I have been coding up a musicXML to timestamped JSON node module recently to try and deal with how nupic seems to like input data(??) at and an example of kind of data it produces is at data is at:

The example data is a Keith Jarrett jazz piano solo which has lots intricate melodies, but also has repetitive chord structures sitting underneath it. There is also no repetition in the improvised melodic phrases (really unusual for a jazz musician) but within melodic phrases alot of similar structures start to appear, so its an interesting kind of data set to work with.

Anyway, feel like I have wandered off the introduce yourself topic, but would be interested to hear more about this.


Hey Jamie. For nupic, I only needed to encode each note/chord combination into some binary vector. Timing wasn’t important in my case, because I simplified Bachs chorales to only quarter note/chords. I tried several encodings, because the rule is that notes or chords that are almost the same, should have a lot of bits overlapping when encoded. That didn’t work very well, because notes close to each other make a big difference. If you take a C-chord (CEG) and you change the C in a C#, you get C#EG, a diminished C#-chord, something really different. So I used for the notes simple structures, like C = 10000000000, C# = 01000000000, D = 00100000000, … , B = 00000000001. For the chords I did the same. A Cmin chord becomes 100100010000 with an extra basenote to show the difference between chords like CEG, EGC and GCE. I didn’t look at the octaves. Because the input for the SP needed to be a lot bigger, each zero and one were replaced by a lot of zeros/ones.

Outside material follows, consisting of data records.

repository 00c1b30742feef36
use std::fmt::Display;
use std::fs;
use std::io::Cursor;
use std::path::Path;

use calamine::{open_workbook_auto_from_rs, Data, Range, Reader};
use engine_logging::{engine_info, engine_warn};
use thiserror::Error;

use crate::WorkbookInput;

#[derive(Debug, Error)]
pub enum SheetError {
    #[error("Error reading file.")]
    Io(#[source] std::io::Error),
    #[error("Failed to read the Excel file: {0}")]
    Parse(#[from] calamine::Error),
    #[error("The Excel file does not contain any sheets.")]
    NoSheets,
    #[error("No valid URLs found in the first sheet of the Excel file.")]
    NoUrls,
}

impl WorkbookInput {
    /// Reads the first sheet and returns its URLs.
    pub fn read_urls(&self) -> Result<Vec<String>, SheetError> {
        match self {
            WorkbookInput::Path(path) => read_urls(path),
            WorkbookInput::Bytes(bytes) => urls_from_bytes(bytes),
        }
    }
}

/// Reads the workbook at `path` and returns the URLs in its first sheet.
pub fn read_urls(path: &Path) -> Result<Vec<String>, SheetError> {
    let bytes = fs::read(path).map_err(|err| {
        engine_warn!("Failed to read workbook {:?}: {}", path, err);
        SheetError::Io(err)
    })?;
    urls_from_bytes(&bytes)
}

/// Parses an `.xlsx`/`.xls` workbook from memory and returns the URLs in its first sheet.
pub fn urls_from_bytes(bytes: &[u8]) -> Result<Vec<String>, SheetError> {
    let mut workbook = open_workbook_auto_from_rs(Cursor::new(bytes))?;
    let range = workbook.worksheet_range_at(0).ok_or(SheetError::NoSheets)??;

    let urls = urls_from_grid(&range);
    engine_info!(
        "Workbook first sheet: {} cells, {} URLs",
        range.get_size().0 * range.get_size().1,
        urls.len()
    );
    if urls.is_empty() {
        return Err(SheetError::NoUrls);
    }
    Ok(urls)
}

/// Flattens a sheet row by row and keeps the cells that look like URLs.
pub fn urls_from_grid(range: &Range<Data>) -> Vec<String> {
    urls_from_cells(range.rows().flatten())
}

/// Stringifies and trims each cell, keeping values that start with `http://` or `https://`.
///
/// A leading or trailing byte-order mark counts as whitespace.
pub fn urls_from_cells<I>(cells: I) -> Vec<String>
where
    I: IntoIterator,
    I::Item: Display,
{
    cells
        .into_iter()
        .map(|cell| {
            cell.to_string()
                .trim_matches(|c: char| c.is_whitespace() || c == '\u{feff}')
                .to_string()
        })
        .filter(|cell| cell.starts_with("http://") || cell.starts_with("https://"))
        .collect()
}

Hey guys, I started this new topic about HTM for music to give you all a place to chat about it outside the Introduce Yourself thread (#htm-hackers is more visible to people than the #other-topics:off-topic forum).

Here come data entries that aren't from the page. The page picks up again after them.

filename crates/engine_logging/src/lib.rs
#![deny(missing_docs)]
//! Shared logging utilities for the MailSift workspace.
//!
//! This crate provides the `engine_*` logging macros used across the codebase,
//! the application logger setup, and a minimal test initializer for the global
//! logger.

use std::fs::File;
use std::path::Path;

use log::LevelFilter;
use simplelog::{
    ColorChoice, CombinedLogger, Config, ConfigBuilder, SharedLogger, TermLogger, TerminalMode,
    WriteLogger,
};

/// Logs a trace-level message using the global logging facade.
#[macro_export]
macro_rules! engine_trace {
    ($($arg:tt)*) => {{
        log::trace!($($arg)*);
    }};
}

/// Logs an info-level message using the global logging facade.
#[macro_export]
macro_rules! engine_info {
    ($($arg:tt)*) => {{
        log::info!($($arg)*);
    }};
}

/// Logs a debug-level message using the global logging facade.
#[macro_export]
macro_rules! engine_debug {
    ($($arg:tt)*) => {{
        log::debug!($($arg)*);
    }};
}

/// Logs a warn-level message using the global logging facade.
#[macro_export]
macro_rules! engine_warn {
    ($($arg:tt)*) => {{
        log::warn!($($arg)*);
    }};
}

/// Logs an error-level message using the global logging facade.
#[macro_export]
macro_rules! engine_error {
    ($($arg:tt)*) => {{
        log::error!($($arg)*);
    }};
}

/// Destination for log output.
#[derive(Debug, Clone, Copy, PartialEq, Eq)]
pub enum LogDestination {
    /// Write to the log file only.
    File,
    /// Write to the terminal only.
    Terminal,
    /// Write to both the log file and the terminal.
    Both,
}

/// Initialize the global logger.
///
/// The log file is truncated on every start. If it cannot be created, a
/// warning is printed and logging falls back to whatever other destinations
/// were requested.
pub fn initialize(destination: LogDestination, log_path: &Path, level: LevelFilter) {
    let config = build_config();

    let mut loggers: Vec<Box<dyn SharedLogger>> = Vec::new();
    if matches!(destination, LogDestination::Terminal | LogDestination::Both) {
        loggers.push(TermLogger::new(
            level,
            config.clone(),
            TerminalMode::Mixed,
            ColorChoice::Auto,
        ));
    }
    if matches!(destination, LogDestination::File | LogDestination::Both) {
        if let Some(file_logger) = create_file_logger(log_path, level, config) {
            loggers.push(file_logger);
        }
    }
    if loggers.is_empty() {
        return;
    }

    let _ = CombinedLogger::init(loggers);
}

/// Masks a secret for log output, keeping only its length and first characters.
pub fn mask_secret(secret: &str) -> String {
    let len = secret.chars().count();
    if len <= 8 {
        return format!("***({len} chars)");
    }
    let visible: String = secret.chars().take(4).collect();
    format!("{visible}***({len} chars)")
}

/// Initializes a simple terminal logger for use in unit tests.
///
/// This safely no-ops if another logger has already been initialized.
pub fn initialize_for_tests() {
    // Use debug level in debug builds, info in release builds.
    let level = if cfg!(debug_assertions) {
        LevelFilter::Debug
    } else {
        LevelFilter::Info
    };

    // Ignore the error if a logger was already set by another test.
    let _ = CombinedLogger::init(vec![TermLogger::new(
        level,
        Config::default(),
        TerminalMode::Mixed,
        ColorChoice::Auto,
    )]);
}

fn build_config() -> Config {
    ConfigBuilder::new()
        .set_time_format_rfc3339()
        .set_target_level(LevelFilter::Error)
        .build()
}

fn create_file_logger(
    log_path: &Path,
    level: LevelFilter,
    config: Config,
) -> Option<Box<WriteLogger<File>>> {
    match File::create(log_path) {
        Ok(file) => Some(WriteLogger::new(level, config, file)),
        Err(err) => {
            eprintln!("Warning: Could not create log file at {:?}: {}", log_path, err);
            None
        }
    }
}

Thanks for creating this new topic (forum anomaly detection…spooky :grinning:)

Thanks Jos - this is really cool, I can see what you mean, I am really interested to see where this goes as you feed in more information and more layers.

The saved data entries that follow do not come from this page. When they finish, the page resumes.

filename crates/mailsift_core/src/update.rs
use crate::{AppState, Effect, Msg, Phase, RecordOutcome, RecordStatus};

pub const READING_MESSAGE: &str = "Reading Excel file...";
pub const NO_URLS_MESSAGE: &str = "No valid URLs found in the first sheet of the Excel file.";

/// Pure update function: applies a message to state and returns any effects.
pub fn update(mut state: AppState, msg: Msg) -> (AppState, Vec<Effect>) {
    let effects = match msg {
        Msg::FileSelected(source) => {
            if state.phase().is_processing() {
                return (state, Vec::new());
            }
            state.begin_reading(READING_MESSAGE);
            vec![Effect::ReadWorkbook(source)]
        }
        Msg::WorkbookRead(result) => {
            // A read result only matters while we are waiting for one.
            if state.phase() != Phase::Reading {
                return (state, Vec::new());
            }
            match result {
                Ok(urls) if urls.is_empty() => {
                    state.fail(NO_URLS_MESSAGE.to_string());
                    Vec::new()
                }
                Ok(urls) => {
                    let jobs = state.begin_processing(urls);
                    vec![Effect::ScrapeUrls(jobs)]
                }
                Err(message) => {
                    state.fail(message);
                    Vec::new()
                }
            }
        }
        Msg::RecordStarted {
            record_id,
            position,
            total,
        } => {
            if state.phase() == Phase::Processing {
                state.mark_started(record_id, position, total);
            }
            Vec::new()
        }
        Msg::RecordDone { record_id, outcome } => {
            let (emails, status) = match outcome {
                RecordOutcome::Success(emails) => (emails, RecordStatus::Success),
                RecordOutcome::Failed => (Vec::new(), RecordStatus::Error),
            };
            state.resolve(record_id, emails, status);
            Vec::new()
        }
        Msg::ProcessingFinished => {
            if state.phase() == Phase::Processing {
                state.finish_processing();
            }
            Vec::new()
        }
        Msg::ResetClicked => {
            if !state.phase().is_processing() {
                state.reset();
            }
            Vec::new()
        }
        Msg::ExportClicked => {
            if state.can_export() {
                vec![Effect::ExportCsv(state.results().to_vec())]
            } else {
                Vec::new()
            }
        }
        Msg::ExportFinished(result) => {
            match result {
                Ok(saved) => state.set_notice(format!(
                    "Saved {} rows ({} emails) to {}",
                    saved.rows,
                    saved.emails,
                    saved.path.display()
                )),
                Err(message) => state.set_error(message),
            }
            Vec::new()
        }
    };

    (state, effects)
}
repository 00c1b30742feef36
mod app;
mod effects;
mod ui;

pub use app::run_app;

I am thinking this kind of thing must become really complicated very quickly right? Like if you have a large corpus of symbolic data from musical works, how do you manage the similarity between the relationship of a C maj-> C#dim progression in one place and Gmaj -> G#dim in another place?

Some (but not all) of the issues I am struggling with in dealing with this type of data are:

  • The problem that the human brain can a infer a notion of a tonal centre, and then move this tonal centre to something else (hearing a new key centre as as music modulates), so the semantics of the individual frequencies are affected by the local context of the music and this needs to be accounted for.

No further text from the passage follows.